Left with no other choice, Missoula County commissioners on Thursday agreed to write off more than $150,000 in delinquent taxes, including personal property taxes left unpaid by as many as 36 defunct businesses.

Tyler Gernant, clerk and treasurer for Missoula County, said the list covers three primary categories, including mobile homes, personal property and real estate. Efforts to collect have been unsuccessful, forcing commissioners to purge the system.

State law requires the county to write off delinquent taxes on mobile homes and personal property after a set period of time.

“The personal property and mobile home lists are mandatory write-offs,” said Gernant. “Those are ones that haven't been collected for five years. They're required by law to be written off.”

According to county records, the list of delinquent taxes includes 34 mobile homes, representing a combined write-off of $12,659, which includes $2,075 in penalties and interest.

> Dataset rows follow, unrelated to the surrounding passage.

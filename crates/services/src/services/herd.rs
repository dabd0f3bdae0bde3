use contracts::{
    Herd, HerdFilter, HerdPatch, NewHerd,
    api::{HerdSummary, Page, PageRequest, TransferResult, TypeCount},
};
use db::{
    begin_write,
    models::{animal::AnimalRepository, herd::HerdRepository},
};
use sqlx::{SqliteConnection, SqlitePool};
use tracing::info;
use uuid::Uuid;

use super::{error::ServiceError, retry::read_with_retry};

const ENTITY: &str = "herd";

pub struct HerdService {
    pool: SqlitePool,
}

impl HerdService {
    pub fn new(pool: SqlitePool) -> Self {
        Self { pool }
    }

    pub async fn create(&self, data: NewHerd) -> Result<Herd, ServiceError> {
        let key = data.name.clone();
        self.try_create(data)
            .await
            .inspect_err(|e| e.log("create", ENTITY, &key))
    }

    pub async fn get(&self, id: Uuid) -> Result<Herd, ServiceError> {
        read_with_retry("get_herd", || HerdRepository::find_by_id(&self.pool, id))
            .await
            .map_err(ServiceError::from)
            .and_then(|herd| herd.ok_or(ServiceError::not_found(ENTITY, id)))
            .inspect_err(|e| e.log("get", ENTITY, &id))
    }

    pub async fn list(&self, filter: &HerdFilter, page: PageRequest) -> Result<Page<Herd>, ServiceError> {
        let result = async {
            let total = read_with_retry("count_herds", || HerdRepository::count(&self.pool, filter)).await?;
            let items =
                read_with_retry("list_herds", || HerdRepository::find_many(&self.pool, filter, page)).await?;
            Ok::<_, ServiceError>(Page {
                items,
                page: page.page,
                per_page: page.per_page,
                total,
            })
        }
        .await;
        result.inspect_err(|e| e.log("list", ENTITY, &"all"))
    }

    pub async fn replace(&self, id: Uuid, data: NewHerd) -> Result<Herd, ServiceError> {
        self.try_update(id, |_| data)
            .await
            .inspect_err(|e| e.log("replace", ENTITY, &id))
    }

    pub async fn patch(&self, id: Uuid, patch: HerdPatch) -> Result<Herd, ServiceError> {
        self.try_update(id, |current| patch.apply(current))
            .await
            .inspect_err(|e| e.log("patch", ENTITY, &id))
    }

    /// Deletes the herd; its animals stay on record without a herd.
    pub async fn delete(&self, id: Uuid) -> Result<(), ServiceError> {
        self.try_delete(id)
            .await
            .inspect_err(|e| e.log("delete", ENTITY, &id))
    }

    /// Moves every listed animal into the herd, or none of them.
    pub async fn transfer_animals(&self, herd_id: Uuid, animal_ids: Vec<Uuid>) -> Result<TransferResult, ServiceError> {
        self.try_transfer(herd_id, animal_ids)
            .await
            .inspect_err(|e| e.log("transfer_animals", ENTITY, &herd_id))
    }

    pub async fn summary(&self, id: Uuid) -> Result<HerdSummary, ServiceError> {
        let result = async {
            let herd = read_with_retry("get_herd", || HerdRepository::find_by_id(&self.pool, id))
                .await?
                .ok_or(ServiceError::not_found(ENTITY, id))?;
            let by_type = read_with_retry("count_by_kind", || AnimalRepository::count_by_kind(&self.pool, id))
                .await?
                .into_iter()
                .map(|(kind, count)| TypeCount { kind, count })
                .collect::<Vec<_>>();
            let total_weight_kg =
                read_with_retry("total_weight", || AnimalRepository::total_weight(&self.pool, id)).await?;
            Ok::<_, ServiceError>(HerdSummary {
                herd_id: herd.id,
                name: herd.name,
                head_count: by_type.iter().map(|t| t.count).sum(),
                capacity: herd.capacity,
                total_weight_kg,
                by_type,
            })
        }
        .await;
        result.inspect_err(|e| e.log("summary", ENTITY, &id))
    }

    async fn try_create(&self, data: NewHerd) -> Result<Herd, ServiceError> {
        let mut tx = begin_write(&self.pool).await?;
        ensure_name_free(&mut tx, None, &data.name).await?;

        let id = Uuid::new_v4();
        let herd = HerdRepository::create(&mut *tx, id, &data)
            .await
            .map_err(|e| constraint_error(e, &data))?;
        tx.commit().await?;

        info!(herd_id = %id, name = %herd.name, "Herd created");
        Ok(herd)
    }

    async fn try_update<F>(&self, id: Uuid, next: F) -> Result<Herd, ServiceError>
    where
        F: FnOnce(NewHerd) -> NewHerd,
    {
        let mut tx = begin_write(&self.pool).await?;
        let existing = HerdRepository::find_by_id(&mut *tx, id)
            .await?
            .ok_or(ServiceError::not_found(ENTITY, id))?;

        let current = NewHerd::from(&existing);
        let data = next(current.clone());
        if data == current {
            return Ok(existing);
        }
        ensure_name_free(&mut tx, Some(id), &data.name).await?;
        if let Some(capacity) = data.capacity {
            let head_count = HerdRepository::head_count(&mut *tx, id).await?;
            if head_count > capacity {
                return Err(ServiceError::HerdFull { herd_id: id, capacity });
            }
        }

        let updated = HerdRepository::update(&mut *tx, id, &data)
            .await
            .map_err(|e| constraint_error(e, &data))?
            .ok_or(ServiceError::not_found(ENTITY, id))?;
        tx.commit().await?;

        info!(herd_id = %id, "Herd updated");
        Ok(updated)
    }

    async fn try_delete(&self, id: Uuid) -> Result<(), ServiceError> {
        let mut tx = begin_write(&self.pool).await?;
        let released = AnimalRepository::clear_herd(&mut *tx, id).await?;
        if HerdRepository::delete(&mut *tx, id).await? == 0 {
            return Err(ServiceError::not_found(ENTITY, id));
        }
        tx.commit().await?;

        info!(herd_id = %id, released, "Herd deleted");
        Ok(())
    }

    async fn try_transfer(&self, herd_id: Uuid, animal_ids: Vec<Uuid>) -> Result<TransferResult, ServiceError> {
        let mut tx = begin_write(&self.pool).await?;
        let herd = HerdRepository::find_by_id(&mut *tx, herd_id)
            .await?
            .ok_or(ServiceError::not_found(ENTITY, herd_id))?;

        let existing = AnimalRepository::existing_ids(&mut *tx, &animal_ids).await?;
        let missing: Vec<Uuid> = animal_ids
            .iter()
            .filter(|id| !existing.contains(id))
            .copied()
            .collect();
        if !missing.is_empty() {
            return Err(ServiceError::AnimalsMissing(missing));
        }

        let mut moved = 0;
        for id in &animal_ids {
            moved += AnimalRepository::set_herd(&mut *tx, *id, Some(herd_id)).await?;
        }
        // Checked after the moves so animals already in the herd are not counted twice.
        if let Some(capacity) = herd.capacity {
            if HerdRepository::head_count(&mut *tx, herd_id).await? > capacity {
                return Err(ServiceError::HerdFull { herd_id, capacity });
            }
        }
        tx.commit().await?;

        info!(herd_id = %herd_id, moved, "Animals transferred");
        Ok(TransferResult { herd_id, moved })
    }
}

async fn ensure_name_free(conn: &mut SqliteConnection, own_id: Option<Uuid>, name: &str) -> Result<(), ServiceError> {
    match HerdRepository::find_by_name(&mut *conn, name).await? {
        Some(other) if Some(other.id) != own_id => Err(ServiceError::DuplicateHerdName(name.to_string())),
        _ => Ok(()),
    }
}

fn constraint_error(error: sqlx::Error, data: &NewHerd) -> ServiceError {
    match error.as_database_error() {
        Some(db_error) if db_error.is_unique_violation() => ServiceError::DuplicateHerdName(data.name.clone()),
        _ => ServiceError::Database(error),
    }
}
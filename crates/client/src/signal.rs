//! Single-value reactive state nodes.

use tokio::sync::watch;

/// Writable state node. Writes are synchronous and visible to every reader
/// as soon as `set` returns.
#[derive(Debug)]
pub struct Signal<T> {
    tx: watch::Sender<T>,
}

impl<T> Signal<T> {
    pub fn new(value: T) -> Self {
        let (tx, _) = watch::channel(value);
        Self { tx }
    }

    pub fn set(&self, value: T) {
        self.tx.send_replace(value);
    }

    pub fn read_only(&self) -> ReadSignal<T> {
        ReadSignal { rx: self.tx.subscribe() }
    }

    pub fn get(&self) -> T
    where
        T: Clone,
    {
        self.tx.borrow().clone()
    }
}

/// Read-only projection of a [`Signal`].
#[derive(Debug, Clone)]
pub struct ReadSignal<T> {
    rx: watch::Receiver<T>,
}

impl<T> ReadSignal<T> {
    pub fn get(&self) -> T
    where
        T: Clone,
    {
        self.rx.borrow().clone()
    }

    pub fn with<R>(&self, f: impl FnOnce(&T) -> R) -> R {
        f(&self.rx.borrow())
    }

    /// Waits for the next write. Returns `false` once the signal is gone.
    pub async fn changed(&mut self) -> bool {
        self.rx.changed().await.is_ok()
    }
}

#[cfg(test)]
mod tests {
    use super::*;

    #[test]
    fn test_reader_sees_write_immediately() {
        let signal = Signal::new(1);
        let reader = signal.read_only();
        signal.set(2);
        assert_eq!(reader.get(), 2);
        signal.set(3);
        assert_eq!(reader.with(|v| *v * 10), 30);
    }

    #[tokio::test]
    async fn test_changed_wakes_on_write() {
        let signal = Signal::new("a".to_string());
        let mut reader = signal.read_only();
        let waiter = tokio::spawn(async move {
            assert!(reader.changed().await);
            reader.get()
        });
        tokio::task::yield_now().await;
        signal.set("b".to_string());
        assert_eq!(waiter.await.unwrap(), "b");
    }

    #[tokio::test]
    async fn test_changed_reports_dropped_signal() {
        let signal = Signal::new(0);
        let mut reader = signal.read_only();
        drop(signal);
        assert!(!reader.changed().await);
    }
}
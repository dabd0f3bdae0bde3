pub mod animal;
pub mod database_validator;
pub mod error;
pub mod herd;
mod retry;
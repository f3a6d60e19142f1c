// crates/agent-entities-core/src/core/render.rs
// ============================================================================
// Module: Text Rendering
// Description: Protobuf text-format rendering of entity types.
// Purpose: Produce the human-readable output printed by management calls.
// Dependencies: crate::core
// ============================================================================

//! ## Overview
//! Entity types are rendered in protobuf text format with snake_case field
//! names, omitting fields that hold their default value. String values are
//! quoted and escaped; enum values are bare labels.

// ============================================================================
// SECTION: Imports
// ============================================================================

use std::fmt::Write;

use crate::core::entity::AutoExpansionMode;
use crate::core::entity::Entity;
use crate::core::entity::EntityKind;
use crate::core::entity::EntityType;

// ============================================================================
// SECTION: Rendering
// ============================================================================

/// Renders an entity type in protobuf text format.
///
/// Every line, including the last, ends with a newline.
#[must_use]
pub fn entity_type_text(entity_type: &EntityType) -> String {
    let mut out = String::new();
    if let Some(name) = &entity_type.name {
        push_string_field(&mut out, 0, "name", name);
    }
    if !entity_type.display_name.is_empty() {
        push_string_field(&mut out, 0, "display_name", &entity_type.display_name);
    }
    if entity_type.kind != EntityKind::Unspecified {
        push_enum_field(&mut out, 0, "kind", entity_type.kind.as_str());
    }
    if entity_type.auto_expansion_mode != AutoExpansionMode::Unspecified {
        push_enum_field(&mut out, 0, "auto_expansion_mode", entity_type.auto_expansion_mode.as_str());
    }
    for entity in &entity_type.entities {
        push_entity(&mut out, entity);
    }
    if entity_type.enable_fuzzy_extraction {
        push_enum_field(&mut out, 0, "enable_fuzzy_extraction", "true");
    }
    out
}

/// Formats synonyms as a bracketed, comma-separated list (`[a, b]`).
#[must_use]
pub fn synonym_list(synonyms: &[String]) -> String {
    format!("[{}]", synonyms.join(", "))
}

/// Quotes and escapes a string for text-format output.
#[must_use]
pub fn quote(value: &str) -> String {
    let mut out = String::with_capacity(value.len() + 2);
    out.push('"');
    for ch in value.chars() {
        match ch {
            '\\' => out.push_str("\\\\"),
            '"' => out.push_str("\\\""),
            '\n' => out.push_str("\\n"),
            '\r' => out.push_str("\\r"),
            '\t' => out.push_str("\\t"),
            other => out.push(other),
        }
    }
    out.push('"');
    out
}

// ============================================================================
// SECTION: Helpers
// ============================================================================

/// Appends a nested `entities { ... }` block.
fn push_entity(out: &mut String, entity: &Entity) {
    out.push_str("entities {\n");
    push_string_field(out, 1, "value", &entity.value);
    for synonym in &entity.synonyms {
        push_string_field(out, 1, "synonyms", synonym);
    }
    out.push_str("}\n");
}

/// Appends a quoted string field.
fn push_string_field(out: &mut String, depth: usize, field: &str, value: &str) {
    let _ = writeln!(out, "{}{field}: {}", indent(depth), quote(value));
}

/// Appends a bare (enum or bool) field.
fn push_enum_field(out: &mut String, depth: usize, field: &str, label: &str) {
    let _ = writeln!(out, "{}{field}: {label}", indent(depth));
}

/// Returns the indentation prefix for a nesting depth.
fn indent(depth: usize) -> String {
    "  ".repeat(depth)
}
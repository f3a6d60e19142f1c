// system-tests/tests/helpers/cli.rs
// ============================================================================
// Module: CLI Helpers
// Description: Shared helpers for locating and invoking the agent-entities CLI.
// Purpose: Provide consistent CLI binary resolution across system-test suites.
// Dependencies: std::process, std::path
// ============================================================================

//! Helpers for invoking the agent-entities CLI in system-tests.

use std::path::Path;
use std::path::PathBuf;
use std::process::Command;
use std::process::Output;
use std::sync::OnceLock;

/// Binary name produced by `agent-entities-cli`.
const BINARY_NAME: &str = "agent-entities";

/// Captured CLI invocation.
#[derive(Debug, Clone)]
pub struct CliRun {
    /// Exit code, when the process exited normally.
    pub code: Option<i32>,
    /// Captured stdout.
    pub stdout: String,
    /// Captured stderr.
    pub stderr: String,
}

impl CliRun {
    /// Returns true when the process exited with status zero.
    pub fn success(&self) -> bool {
        self.code == Some(0)
    }

    /// Returns a one-line transcript entry for artifacts.
    pub fn transcript(&self, args: &[&str]) -> serde_json::Value {
        serde_json::json!({
            "args": args,
            "code": self.code,
            "stdout": self.stdout,
            "stderr": self.stderr,
        })
    }
}

impl From<Output> for CliRun {
    fn from(output: Output) -> Self {
        Self {
            code: output.status.code(),
            stdout: String::from_utf8_lossy(&output.stdout).into_owned(),
            stderr: String::from_utf8_lossy(&output.stderr).into_owned(),
        }
    }
}

/// Locates the agent-entities CLI binary, building it if necessary.
pub fn cli_binary() -> Option<PathBuf> {
    if let Some(path) = option_env!("CARGO_BIN_EXE_agent-entities") {
        let candidate = PathBuf::from(path);
        if candidate.exists() {
            return Some(candidate);
        }
    }
    if let Ok(path) = std::env::var("CARGO_BIN_EXE_agent-entities") {
        let candidate = PathBuf::from(path);
        if candidate.exists() {
            return Some(candidate);
        }
    }
    build_cli_binary().map_or_else(|_| resolve_cli_from_current_exe(), Some)
}

/// Runs the CLI with arguments and a scrubbed credential environment.
pub fn run_cli(binary: &Path, args: &[&str], env: &[(&str, &str)]) -> Result<CliRun, String> {
    let mut command = Command::new(binary);
    command
        .args(args)
        .env_remove("AGENT_ENTITIES_CONFIG")
        .env_remove("GOOGLE_CLOUD_PROJECT");
    for (key, value) in env {
        command.env(key, value);
    }
    command.output().map(CliRun::from).map_err(|err| format!("run {BINARY_NAME} failed: {err}"))
}

fn resolve_cli_from_current_exe() -> Option<PathBuf> {
    let exe = std::env::current_exe().ok()?;
    let profile_dir = exe.parent()?.parent()?;
    let candidate = profile_dir.join(format!("{BINARY_NAME}{}", exe_suffix()));
    if candidate.exists() { Some(candidate) } else { None }
}

fn target_dir_from_current_exe() -> Option<PathBuf> {
    let exe = std::env::current_exe().ok()?;
    let profile_dir = exe.parent()?.parent()?;
    profile_dir.parent().map(PathBuf::from)
}

fn build_cli_binary() -> Result<PathBuf, String> {
    static BUILD_RESULT: OnceLock<Result<PathBuf, String>> = OnceLock::new();
    let result = BUILD_RESULT.get_or_init(|| {
        let Some(target_dir) = target_dir_from_current_exe() else {
            return Err("unable to resolve target dir from current exe".to_string());
        };
        let output = Command::new("cargo")
            .args(["build", "-p", "agent-entities-cli", "--bin", BINARY_NAME, "--target-dir"])
            .arg(&target_dir)
            .output()
            .map_err(|err| format!("spawn cargo build failed: {err}"))?;
        if !output.status.success() {
            return Err(format!(
                "cargo build agent-entities-cli failed: {}",
                String::from_utf8_lossy(&output.stderr)
            ));
        }
        resolve_cli_from_target_dir(&target_dir)
            .ok_or_else(|| format!("{BINARY_NAME} binary not found after build"))
    });
    result.clone()
}

fn resolve_cli_from_target_dir(target_dir: &Path) -> Option<PathBuf> {
    let candidate = target_dir.join("debug").join(format!("{BINARY_NAME}{}", exe_suffix()));
    if candidate.exists() { Some(candidate) } else { None }
}

const fn exe_suffix() -> &'static str {
    if cfg!(windows) { ".exe" } else { "" }
}
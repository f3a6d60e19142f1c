// system-tests/tests/suites/cli_workflows.rs
// ============================================================================
// Module: CLI Workflow Tests
// Description: End-to-end agent-entities CLI command coverage.
// Purpose: Validate entity type, entity, and config commands against the API stub.
// Dependencies: system-tests helpers, agent-entities-core
// ============================================================================

//! CLI workflow coverage for agent-entities system-tests.

#![allow(
    clippy::panic_in_result_fn,
    clippy::unwrap_in_result,
    reason = "Workflow steps assert inline while propagating setup errors."
)]

use std::error::Error;
use std::fs;
use std::path::Path;

use helpers::api_stub::ApiStubHandle;
use helpers::api_stub::StubOptions;
use helpers::api_stub::spawn_api_stub;
use helpers::artifacts::TestReporter;
use helpers::cli::CliRun;
use helpers::cli::cli_binary;
use helpers::cli::run_cli;
use serde_json::Value;
use tempfile::TempDir;

use crate::helpers;

const TOKEN_ENV: &str = "AGENT_ENTITIES_SYSTEM_TEST_TOKEN";
const TOKEN: &str = "cli-workflow-token";
const DISPLAY_NAME: &str = "fake_entity_type_for_testing";

type DynError = Box<dyn Error>;

/// Writes a CLI config pointed at the stub with a file audit sink.
fn write_cli_config(path: &Path, endpoint: &str, audit_path: &Path) -> Result<(), String> {
    let audit_path =
        std::path::absolute(audit_path).map_err(|err| format!("resolve audit path: {err}"))?;
    let contents = format!(
        r#"[project]
id = "cli-project"

[api]
endpoint = "{endpoint}"
allow_http = true
timeout_ms = 5000
page_size = 1
operation_poll_interval_ms = 0

[auth]
access_token_env = "{TOKEN_ENV}"

[audit]
sink = "file"
path = "{}"
"#,
        audit_path.display()
    );
    fs::write(path, contents).map_err(|err| format!("write config: {err}"))
}

/// CLI invoker that records every call into a transcript.
struct CliSession<'a> {
    binary: &'a Path,
    config: String,
    transcript: Vec<Value>,
}

impl CliSession<'_> {
    fn run(&mut self, args: &[&str]) -> Result<CliRun, String> {
        let mut full: Vec<&str> = vec!["--config", self.config.as_str()];
        full.extend_from_slice(args);
        let run = run_cli(self.binary, &full, &[(TOKEN_ENV, TOKEN)])?;
        self.transcript.push(run.transcript(&full));
        Ok(run)
    }

    fn run_ok(&mut self, args: &[&str]) -> Result<String, String> {
        let run = self.run(args)?;
        if run.success() {
            Ok(run.stdout)
        } else {
            Err(format!("{args:?} failed ({:?}): {}", run.code, run.stderr))
        }
    }
}

fn authorized_stub() -> Result<ApiStubHandle, String> {
    spawn_api_stub(StubOptions {
        required_token: Some(TOKEN.to_string()),
        ..StubOptions::default()
    })
}

#[test]
#[allow(clippy::too_many_lines, reason = "End-to-end CLI workflow stays linear for auditability.")]
fn cli_workflows_end_to_end() -> Result<(), DynError> {
    let mut reporter = TestReporter::new("cli_workflows_end_to_end", "stub")?;
    let Some(cli) = cli_binary() else {
        reporter.skip("agent-entities CLI binary unavailable")?;
        return Ok(());
    };
    let stub = authorized_stub()?;
    let temp_dir = TempDir::new()?;
    let config_path = temp_dir.path().join("agent-entities.toml");
    let audit_path = reporter.artifacts().root().join("cli_audit.jsonl");
    write_cli_config(&config_path, stub.endpoint(), &audit_path)?;
    let mut session = CliSession {
        binary: &cli,
        config: config_path.display().to_string(),
        transcript: Vec::new(),
    };

    assert_eq!(session.run_ok(&["config", "validate"])?.trim(), "config ok");

    let created = session.run_ok(&["entity-types", "create", "--display-name", DISPLAY_NAME])?;
    assert!(created.contains(&format!("display_name: \"{DISPLAY_NAME}\"")), "{created}");

    let ids = session.run_ok(&["entity-types", "ids", "--display-name", DISPLAY_NAME])?;
    let ids: Vec<&str> = ids.lines().collect();
    assert_eq!(ids.len(), 1, "{ids:?}");
    let entity_type_id = ids[0].to_string();

    session.run_ok(&[
        "entities",
        "create",
        "--entity-type-id",
        &entity_type_id,
        "--value",
        "fake_entity_for_testing_1",
    ])?;
    session.run_ok(&[
        "entities",
        "create",
        "--entity-type-id",
        &entity_type_id,
        "--value",
        "fake_entity_for_testing_2",
        "--synonym",
        "fake_synonym_for_testing_1",
        "--synonym",
        "fake_synonym_for_testing_2",
    ])?;

    let listed = session.run_ok(&["entities", "list", "--entity-type-id", &entity_type_id])?;
    assert!(listed.contains("Entity value: fake_entity_for_testing_1"), "{listed}");
    assert!(listed.contains("Entity value: fake_entity_for_testing_2"), "{listed}");
    assert!(
        listed.contains("Synonyms: [fake_synonym_for_testing_1, fake_synonym_for_testing_2]"),
        "{listed}"
    );

    let shown =
        session.run_ok(&["entity-types", "get", "--id", &entity_type_id, "--format", "json"])?;
    let shown: Value = serde_json::from_str(&shown)?;
    assert_eq!(shown["displayName"], DISPLAY_NAME);
    assert_eq!(shown["entities"].as_array().map(Vec::len), Some(2));

    for value in ["fake_entity_for_testing_1", "fake_entity_for_testing_2"] {
        session.run_ok(&[
            "entities",
            "delete",
            "--entity-type-id",
            &entity_type_id,
            "--value",
            value,
        ])?;
    }
    let emptied = session.run_ok(&["entities", "list", "--entity-type-id", &entity_type_id])?;
    assert_eq!(emptied, "");

    session.run_ok(&["entity-types", "delete", "--id", &entity_type_id])?;
    let ids = session.run_ok(&[
        "entity-types",
        "ids",
        "--display-name",
        DISPLAY_NAME,
        "--format",
        "json",
    ])?;
    let ids: Vec<String> = serde_json::from_str(&ids)?;
    assert!(ids.is_empty());

    let audit = fs::read_to_string(&audit_path)?;
    assert!(!audit.is_empty());
    assert!(!audit.contains(TOKEN), "audit log leaked the access token");
    for line in audit.lines() {
        let event: Value = serde_json::from_str(line)?;
        assert_eq!(event["event"], "api_request");
    }

    reporter.artifacts().write_json("tool_transcript.json", &session.transcript)?;
    reporter.pass(
        vec!["entity lifecycle completed through the CLI".to_string()],
        &["tool_transcript.json", "cli_audit.jsonl"],
    )?;
    Ok(())
}

#[test]
fn cli_reports_remote_failures() -> Result<(), DynError> {
    let mut reporter = TestReporter::new("cli_reports_remote_failures", "stub")?;
    let Some(cli) = cli_binary() else {
        reporter.skip("agent-entities CLI binary unavailable")?;
        return Ok(());
    };
    let stub = authorized_stub()?;
    let temp_dir = TempDir::new()?;
    let config_path = temp_dir.path().join("agent-entities.toml");
    write_cli_config(&config_path, stub.endpoint(), &temp_dir.path().join("audit.jsonl"))?;
    let mut session = CliSession {
        binary: &cli,
        config: config_path.display().to_string(),
        transcript: Vec::new(),
    };

    let missing = session.run(&["entity-types", "get", "--id", "missing"])?;
    assert!(!missing.success());
    assert!(missing.stderr.contains("entity-types get failed"), "{}", missing.stderr);
    assert!(missing.stderr.contains("not found"), "{}", missing.stderr);

    let anonymous = run_cli(
        &cli,
        &["--config", session.config.as_str(), "entity-types", "list"],
        &[],
    )?;
    assert!(!anonymous.success());
    assert!(anonymous.stderr.contains(TOKEN_ENV), "{}", anonymous.stderr);

    for id in ["../escape", "..", "."] {
        let invalid_id = session.run(&["entity-types", "delete", "--id", id])?;
        assert!(!invalid_id.success(), "{id} was accepted");
        assert!(invalid_id.stderr.contains("invalid entity type id"), "{}", invalid_id.stderr);
    }
    assert!(
        stub.requests().iter().all(|request| request.method != "DELETE"),
        "invalid id produced a DELETE"
    );
    assert!(
        stub.requests().iter().all(|request| !request.url.contains("..")),
        "invalid id reached the server"
    );

    reporter.artifacts().write_json("tool_transcript.json", &session.transcript)?;
    reporter.pass(Vec::new(), &["tool_transcript.json"])?;
    Ok(())
}

#[test]
fn cli_config_validate_rejects_bad_config() -> Result<(), DynError> {
    let mut reporter = TestReporter::new("cli_config_validate_rejects_bad_config", "none")?;
    let Some(cli) = cli_binary() else {
        reporter.skip("agent-entities CLI binary unavailable")?;
        return Ok(());
    };
    let temp_dir = TempDir::new()?;
    let config_path = temp_dir.path().join("agent-entities.toml");
    fs::write(&config_path, "[api]\nendpoint = \"http://127.0.0.1:1\"\n")?;
    let config = config_path.display().to_string();

    let run = run_cli(&cli, &["--config", config.as_str(), "config", "validate"], &[])?;
    assert!(!run.success());
    assert!(run.stderr.contains("allow_http"), "{}", run.stderr);

    fs::write(&config_path, "[api]\nunknown_field = 1\n")?;
    let run = run_cli(&cli, &["--config", config.as_str(), "config", "validate"], &[])?;
    assert!(!run.success());
    assert!(run.stderr.contains("config parse error"), "{}", run.stderr);

    reporter.pass(Vec::new(), &[])?;
    Ok(())
}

Nine of those mobile homes were registered to owners in Seeley Lake and 16 in Missoula. One was listed under an owner in Long Beach, California, who owed $330 in delinquent taxes and more than $20 in penalties and interest.

“We primarily collect these taxes through the mobile home auction, so each of these mobile homes has been through the auction multiple times and didn't find a buyer, or has been destroyed and no longer exists,” said Gernant. “They're typically going to be your older, less habitable mobile homes.”

At nearly $135,000, personal property represents the bulk of the delinquent taxes. The list includes a handful of familiar business registered to local owners, such as Quizno's, which owed $1,186 in delinquent taxes, and Coldstone Creamery, which owed more than $8,700 in back taxes.

Oil and Vinegar owed just over $1,300, while Curley's Tavern & Broiler owed $730. A Fort Lauderdale, Florida, company associated with the Vann's acquisition owed $1,293, and the owner of Allegra Print and Imaging owed $1,800.

The largest single write-off under personal property went to Highway Technologies Inc., located in Houston, Texas, at $31,750, and Reece Holdings LLC, registered in Missoula, at $21,291.

“We do make a pretty substantial effort to collect on the personal property taxes,” Gernant told the Missoula Current. “That's what you consider the business equipment tax. For the most part, we make a substantial effort. We do bank sweeps and try to make contact with them and collect on those.”

Commissioners also agreed to write off at least eight real estate entities delinquent in their taxes, which isn't necessarily required under state law but made sense from a bookkeeping standpoint.

Together, they total $7,350 and include a number of coffee carts that no longer exist, along with one cabin on leased land.

“Coffee carts are generally challenging as well,” Gernant said. “They're real property, which means our only recourse against them is the lien on the real property. And since they've been driven away or don't exist anymore, our lien is on property that's no longer in Missoula County.”

The same holds true for the cabin, Gernant added.

“The cabin is still there, but the lien only attaches to the cabin,” he said. “If you take the lien, you get the cabin but you don't necessarily get the lease. A lot of times, those fail to sell at our tax lien sale.”

Commissioners described the list as extensive but said the county has exhausted its efforts to collect the delinquent taxes.

“We went through each of these previously,” said Commissioner Dave Strohmaier. “I think the likelihood of getting anything back is slim.”